⚓ T264885 Investigate table schema / DB abstraction layer for section/comment watching/unwatching

Subject	Repo	Branch	Lines +/-
Topic subscription action API	mediawiki/extensions/DiscussionTools	master	+131 -3
Service to interact with topic subscriptions	mediawiki/extensions/DiscussionTools	master	+424 -0
Create table for topic subscriptions	mediawiki/extensions/DiscussionTools	master	+209 -0

Status	Assigned	Task
Open	None	T276497 Scale DiscussionTools to all projects
Open	None	T251207 [Epic] Scale DiscussionTools to all Wikipedias
Resolved	ppelberg	T284489 Deploy topic subscriptions (desktop) as opt-out feature at all projects
Resolved	ppelberg	T284490 Offer topic subscriptions as a Beta Feature at all projects
Resolved	ppelberg	T287276 Offer manual topic subscriptions as Beta Feature at all projects
Open	None	T233447 [OKR] Increase response rates
Open	None	T273920 [Interventions] Notifications
Open	None	T263820 [Intervention] Manual topic subscriptions
Resolved	• LZaman	T274188 Offer manual topic subscriptions as a Beta Feature at partner wikis
Resolved	ppelberg	T274216 Build topic subscriptions v1.0
Resolved	• Esanders	T264885 Investigate table schema / DB abstraction layer for section/comment watching/unwatching

• Esanders created this task.Oct 7 2020, 2:00 PM

Restricted Application added a subscriber: Aklapper. · View Herald TranscriptOct 7 2020, 2:00 PM

• Esanders moved this task from Incoming to Ready to Be Worked On on the Editing-team (Kanban Board) board.Oct 7 2020, 2:00 PM

Having never had to really interact with table structure in mediawiki before, here's what I've worked out:

Mediawiki extension SQL tables

Create a SQL patch file containing all your CREATE TABLE / INDEX statements
In extension.json hook LoadExtensionSchemaUpdates( DatabaseUpdater $updater )
That hook should call $updater->addExtensionTable( 'your_table_name', $pathToYourSQLFile );
Make sure that update.php is run, which should create the table from that SQL
- I think this is part of the regular train deploy, but might need to double-check
- later tagging in of DBA to review the schema once we're ready would confirm that

If you're doing something complicated, $updater->getDB()->getType() can be used to provide database-specific SQL patch files. Core code is supposed to support MySQL, Postgres, and SQLite, but it looks like extensions might get some leeway. The production servers are running MySQL / MariaDB.

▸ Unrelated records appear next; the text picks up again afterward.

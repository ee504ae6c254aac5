//! Transaction signing. The Ed25519 key is loaded from enclave-local
//! material and never leaves this module; signing is serialized through a
//! single lock.

use std::{fmt, path::Path, sync::Mutex};

use anyhow::{anyhow, Context, Result};
use ed25519_dalek::{Signer, SigningKey, VerifyingKey};
use sha2::{Digest, Sha256};
use zeroize::Zeroize;

use daas_primitives::WalletAddress;

pub struct ChainSigner {
	signing_key: Mutex<SigningKey>,
	public_key: VerifyingKey,
	address: WalletAddress,
}

impl ChainSigner {
	/// Load the signer from a hex-encoded 32-byte seed file. The path must
	/// point inside the enclave-visible filesystem; this is the caller's
	/// contract, not something this module can check.
	pub fn from_key_file(path: &Path) -> Result<Self> {
		let mut contents = std::fs::read_to_string(path)
			.with_context(|| format!("Failed to read signing key file at {}", path.display()))?;
		let result = Self::from_hex_seed(contents.trim());
		contents.zeroize();
		result
	}

	fn from_hex_seed(hex_seed: &str) -> Result<Self> {
		let mut seed_bytes = hex::decode(hex_seed).context("Signing key file is not hex")?;
		let seed: &[u8; 32] = seed_bytes
			.as_slice()
			.try_into()
			.map_err(|_| anyhow!("Signing key seed must be exactly 32 bytes"))?;
		let signing_key = SigningKey::from_bytes(seed);
		seed_bytes.zeroize();

		let public_key = signing_key.verifying_key();
		Ok(Self {
			address: address_of(&public_key),
			signing_key: Mutex::new(signing_key),
			public_key,
		})
	}

	#[cfg(any(test, feature = "test-utils"))]
	pub fn generate() -> Self {
		let signing_key = SigningKey::generate(&mut rand::rngs::OsRng);
		let public_key = signing_key.verifying_key();
		Self {
			address: address_of(&public_key),
			signing_key: Mutex::new(signing_key),
			public_key,
		}
	}

	/// Sign a message, returning the hex-encoded signature.
	pub fn sign(&self, message: &[u8]) -> String {
		let signature = self
			.signing_key
			.lock()
			.expect("signer lock only held for the duration of a signature")
			.sign(message);
		hex::encode(signature.to_bytes())
	}

	pub fn public_key(&self) -> &VerifyingKey {
		&self.public_key
	}

	pub fn address(&self) -> &WalletAddress {
		&self.address
	}
}

impl fmt::Debug for ChainSigner {
	fn fmt(&self, f: &mut fmt::Formatter<'_>) -> fmt::Result {
		f.debug_struct("ChainSigner").field("address", &self.address).finish_non_exhaustive()
	}
}

/// The wallet address is the hex digest of the public key, 0x-prefixed.
fn address_of(public_key: &VerifyingKey) -> WalletAddress {
	let digest = Sha256::digest(public_key.as_bytes());
	WalletAddress(format!("0x{}", hex::encode(digest)))
}

#[cfg(test)]
mod tests {
	use super::*;
	use ed25519_dalek::{Signature, Verifier};
	use std::io::Write;

	#[test]
	fn loads_from_key_file_and_signs() {
		let seed = [7u8; 32];
		let mut key_file = tempfile::NamedTempFile::new().unwrap();
		writeln!(key_file, "{}", hex::encode(seed)).unwrap();

		let signer = ChainSigner::from_key_file(key_file.path()).unwrap();
		let signature_hex = signer.sign(b"canonical tx bytes");

		let signature =
			Signature::from_slice(&hex::decode(signature_hex).unwrap()).unwrap();
		signer.public_key().verify(b"canonical tx bytes", &signature).unwrap();
	}

	#[test]
	fn rejects_short_seed() {
		let mut key_file = tempfile::NamedTempFile::new().unwrap();
		writeln!(key_file, "{}", hex::encode([1u8; 16])).unwrap();
		assert!(ChainSigner::from_key_file(key_file.path()).is_err());
	}

	#[test]
	fn address_is_stable_and_prefixed() {
		let mut key_file = tempfile::NamedTempFile::new().unwrap();
		writeln!(key_file, "{}", hex::encode([9u8; 32])).unwrap();
		let a = ChainSigner::from_key_file(key_file.path()).unwrap();
		let b = ChainSigner::from_key_file(key_file.path()).unwrap();
		assert_eq!(a.address(), b.address());
		assert!(a.address().0.starts_with("0x"));
	}

	#[test]
	fn debug_does_not_leak_key_material() {
		let signer = ChainSigner::generate();
		let rendered = format!("{signer:?}");
		assert!(rendered.contains("address"));
		assert!(!rendered.contains("signing_key"));
	}
}
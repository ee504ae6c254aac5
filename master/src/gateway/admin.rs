//! Admin API handlers: worker registration, heartbeats, attestation export
//! and kubeconfig generation.

use std::{convert::Infallible, sync::Arc, time::Duration};

use serde::{Deserialize, Serialize};
use serde_json::Value;
use tracing::{info, warn};
use warp::{
	http::StatusCode,
	reply::{self, Reply},
};

use daas_primitives::{NodeId, SealToken, TokenKind, WorkerStatus};

use crate::{
	auth::AuthError,
	gateway::{kubeconfig::KubeConfig, GatewayState},
	registry::{epoch_ms, RegistryError},
};

/// How often the registration handler re-checks the registry while waiting
/// for the event bridge to promote a pending worker.
const REGISTRATION_POLL_INTERVAL: Duration = Duration::from_millis(250);

const RETRY_AFTER_SECS: u64 = 5;

#[derive(Debug, Deserialize)]
pub struct RegisterWorkerRequest {
	pub node_id: NodeId,
	pub seal_token: SealToken,
	#[allow(dead_code)]
	pub timestamp: u64,
}

#[derive(Debug, Serialize)]
struct RegisterWorkerResponse {
	status: &'static str,
	#[serde(skip_serializing_if = "Option::is_none")]
	join_credential: Option<String>,
	server_url: String,
}

#[derive(Debug, Deserialize)]
pub struct HeartbeatRequest {
	pub node_id: NodeId,
	pub seal_token: SealToken,
	#[serde(default)]
	pub stake_status: Option<String>,
	#[serde(default)]
	pub stake_amount: Option<u64>,
	#[serde(default)]
	pub pods_running: u32,
	#[serde(default)]
	pub resource_usage: Value,
	#[allow(dead_code)]
	pub timestamp: u64,
}

pub async fn register_worker(
	request: RegisterWorkerRequest,
	header_token: Option<String>,
	state: Arc<GatewayState>,
) -> Result<warp::reply::Response, Infallible> {
	if let Some(header_token) = header_token {
		if header_token != request.seal_token.expose() {
			return Ok(status_json(
				StatusCode::UNAUTHORIZED,
				serde_json::json!({ "status": "unauthenticated", "reason": "TokenMismatch" }),
			));
		}
	}

	let node_id = request.node_id.clone();
	let deadline = tokio::time::Instant::now() + state.registration_wait;
	loop {
		let record = match state.registry.get(node_id.clone()).await {
			Ok(record) => record,
			Err(error) => return Ok(registry_unavailable(error)),
		};

		match record {
			// The on-chain registration event may not have arrived yet;
			// give the bridge the same grace as a pending promotion.
			None if tokio::time::Instant::now() < deadline => {
				tokio::time::sleep(REGISTRATION_POLL_INTERVAL).await;
			},
			None => {
				return Ok(status_json(
					StatusCode::NOT_FOUND,
					serde_json::json!({
						"status": "not-registered",
						"reason": "UnknownWorker",
					}),
				))
			},
			Some(record) if record.status == WorkerStatus::Pending => {
				if tokio::time::Instant::now() < deadline {
					tokio::time::sleep(REGISTRATION_POLL_INTERVAL).await;
				} else {
					return Ok(retry_later());
				}
			},
			Some(record) if record.status.is_live() => {
				// A dotted token names its wallet; it must be the staking
				// wallet the chain announced for this node.
				if let Ok(TokenKind::Dotted { address, .. }) = request.seal_token.kind() {
					if address != record.wallet_address {
						return Ok(status_json(
							StatusCode::UNAUTHORIZED,
							serde_json::json!({
								"status": "unauthenticated",
								"reason": "TokenWalletMismatch",
							}),
						));
					}
				}

				state.auth.index_token(&request.seal_token, record.wallet_address.clone());
				if let Err(error) = state.auth.authenticate(&request.seal_token).await {
					return Ok(auth_error_response(&error));
				}
				let _ = state
					.registry
					.record_seal_token(node_id.clone(), request.seal_token.clone())
					.await;

				return Ok(match record.join_credential {
					Some(join_credential) => {
						info!(%node_id, "Worker registered");
						status_json(
							StatusCode::OK,
							serde_json::to_value(RegisterWorkerResponse {
								status: "registered",
								join_credential: Some(join_credential),
								server_url: state.server_url.clone(),
							})
							.expect("response serializes"),
						)
					},
					// Live without a credential should not happen; let the
					// agent retry rather than inventing one here.
					None => retry_later(),
				});
			},
			Some(record) => {
				warn!(%node_id, status = %record.status, "Registration refused");
				return Ok(status_json(
					StatusCode::CONFLICT,
					serde_json::json!({
						"status": record.status.to_string(),
						"reason": "RegistryConflict",
					}),
				));
			},
		}
	}
}

pub async fn heartbeat(
	request: HeartbeatRequest,
	state: Arc<GatewayState>,
) -> Result<warp::reply::Response, Infallible> {
	let record = match state.registry.get(request.node_id.clone()).await {
		Ok(record) => record,
		Err(error) => return Ok(registry_unavailable(error)),
	};

	let Some(record) = record else {
		return Ok(status_json(
			StatusCode::NOT_FOUND,
			serde_json::json!({ "status": "not-registered" }),
		));
	};

	// A slashed worker learns its fate from the heartbeat response; this is
	// what makes it tear its node agent down without master-side eviction.
	if record.status == WorkerStatus::Slashed {
		return Ok(status_json(
			StatusCode::OK,
			serde_json::json!({ "status": "slashed" }),
		));
	}

	if let Err(error) = state.auth.authenticate(&request.seal_token).await {
		return Ok(auth_error_response(&error));
	}

	match state
		.registry
		.mark_heartbeat(request.node_id, epoch_ms(), request.pods_running > 0)
		.await
	{
		Ok(WorkerStatus::Slashed) => Ok(status_json(
			StatusCode::OK,
			serde_json::json!({ "status": "slashed" }),
		)),
		Ok(_) => Ok(status_json(StatusCode::OK, serde_json::json!({ "status": "ok" }))),
		Err(RegistryError::UnknownWorker) => Ok(status_json(
			StatusCode::NOT_FOUND,
			serde_json::json!({ "status": "not-registered" }),
		)),
		Err(error) => Ok(registry_unavailable(error)),
	}
}

pub async fn attestation(
	query: std::collections::HashMap<String, String>,
	state: Arc<GatewayState>,
) -> Result<warp::reply::Response, Infallible> {
	let nonce = query.get("nonce").map(String::as_str).unwrap_or("");
	let document = state.attestation.attest(nonce);
	Ok(status_json(
		StatusCode::OK,
		serde_json::json!({
			"document": document,
			"simulated": state.attestation.simulated(),
		}),
	))
}

pub async fn kubeconfig(
	query: std::collections::HashMap<String, String>,
	state: Arc<GatewayState>,
) -> Result<warp::reply::Response, Infallible> {
	let Some(token) = query.get("token").map(|token| SealToken::new(token.clone()))
	else {
		return Ok(status_json(
			StatusCode::UNAUTHORIZED,
			serde_json::json!({ "status": "unauthenticated", "reason": "MissingToken" }),
		));
	};

	if let Err(error) = state.auth.authenticate(&token).await {
		return Ok(auth_error_response(&error));
	}

	match KubeConfig::for_token(&state.server_url, &state.cluster_name, &token).to_yaml() {
		Ok(yaml) => Ok(warp::http::Response::builder()
			.status(StatusCode::OK)
			.header(warp::http::header::CONTENT_TYPE, "application/yaml")
			.body(yaml.into())
			.expect("static response builds")),
		Err(error) => {
			warn!("Could not render kubeconfig: {error}");
			Ok(status_json(
				StatusCode::INTERNAL_SERVER_ERROR,
				serde_json::json!({ "status": "error" }),
			))
		},
	}
}

fn retry_later() -> warp::reply::Response {
	let mut response = status_json(
		StatusCode::ACCEPTED,
		serde_json::json!({ "status": "pending", "retry_after": RETRY_AFTER_SECS }),
	);
	response.headers_mut().insert(
		warp::http::header::RETRY_AFTER,
		warp::http::HeaderValue::from(RETRY_AFTER_SECS),
	);
	response
}

fn registry_unavailable(error: RegistryError) -> warp::reply::Response {
	warn!("Registry unavailable: {error}");
	status_json(
		StatusCode::SERVICE_UNAVAILABLE,
		serde_json::json!({ "status": "error", "reason": "RegistryUnavailable" }),
	)
}

/// 401 for identity problems, 503 when the chain is unreachable and the
/// cache cannot answer. The message names the seal token for diagnosability.
pub fn auth_error_response(error: &AuthError) -> warp::reply::Response {
	crate::metrics::AUTH_REJECTS.with_label_values(&[error.reason()]).inc();
	let status = match error {
		AuthError::ChainUnavailable(_) => StatusCode::SERVICE_UNAVAILABLE,
		_ => StatusCode::UNAUTHORIZED,
	};
	status_json(
		status,
		serde_json::json!({
			"status": "unauthenticated",
			"reason": error.reason(),
			"message": format!("seal token rejected: {}", error.reason()),
		}),
	)
}

pub fn status_json(status: StatusCode, body: Value) -> warp::reply::Response {
	reply::with_status(reply::json(&body), status).into_response()
}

In the future, for any changes, be sure to follow the production schema update guide for added scrutiny. There are a lot of functions in DatabaseUpdater which can be used to describe a change you're going to make to your schema, which will run an appropriate SQL patch file if that change looks like it's not yet made.

DiscussionTools specific notification schema

This is a loosely sketched schema:

CREATE TABLE /*_*/discussiontools_subscription (
	-- Page ID of the page the user is subscribing to
	sub_page_id int unsigned not null,
	-- Reference to the specific section being subscribed to
	sub_page_section varchar(64) binary not null,
	-- Key to user_id
	sub_user int unsigned not null,
	-- Timestamp for when the subscription was added
	sub_timestamp binary(14) not null,
	PRIMARY KEY (sub_page_id, sub_page_section, sub_user)
) /*$wgDBTableOptions*/;

-- Index to get the user list to notify given a change to a specific section
CREATE INDEX /*i*/discussiontools_subscription_users_to_notify ON /*_*/discussiontools_subscription (sub_page_id, sub_page_section);
-- Index to find all subscriptions for a given page
CREATE INDEX /*i*/discussiontools_subscription_page_id ON /*_*/discussiontools_subscription (sub_page_id);

Thoughts:

I'm not sure how long a section name we should support -- though I guess we could just hash it into the varchar if need be.
Schema has a creation date, but should probably have an index on that if we want to list the users in that order. It feels a bit awkward to wind up with a table with an index that encompasses every column, though.
Expiration date: custom or fixed? If fixed, the existing creation date effectively counts.
If expiring, do we want to clean up the table of those entries, or leave them around?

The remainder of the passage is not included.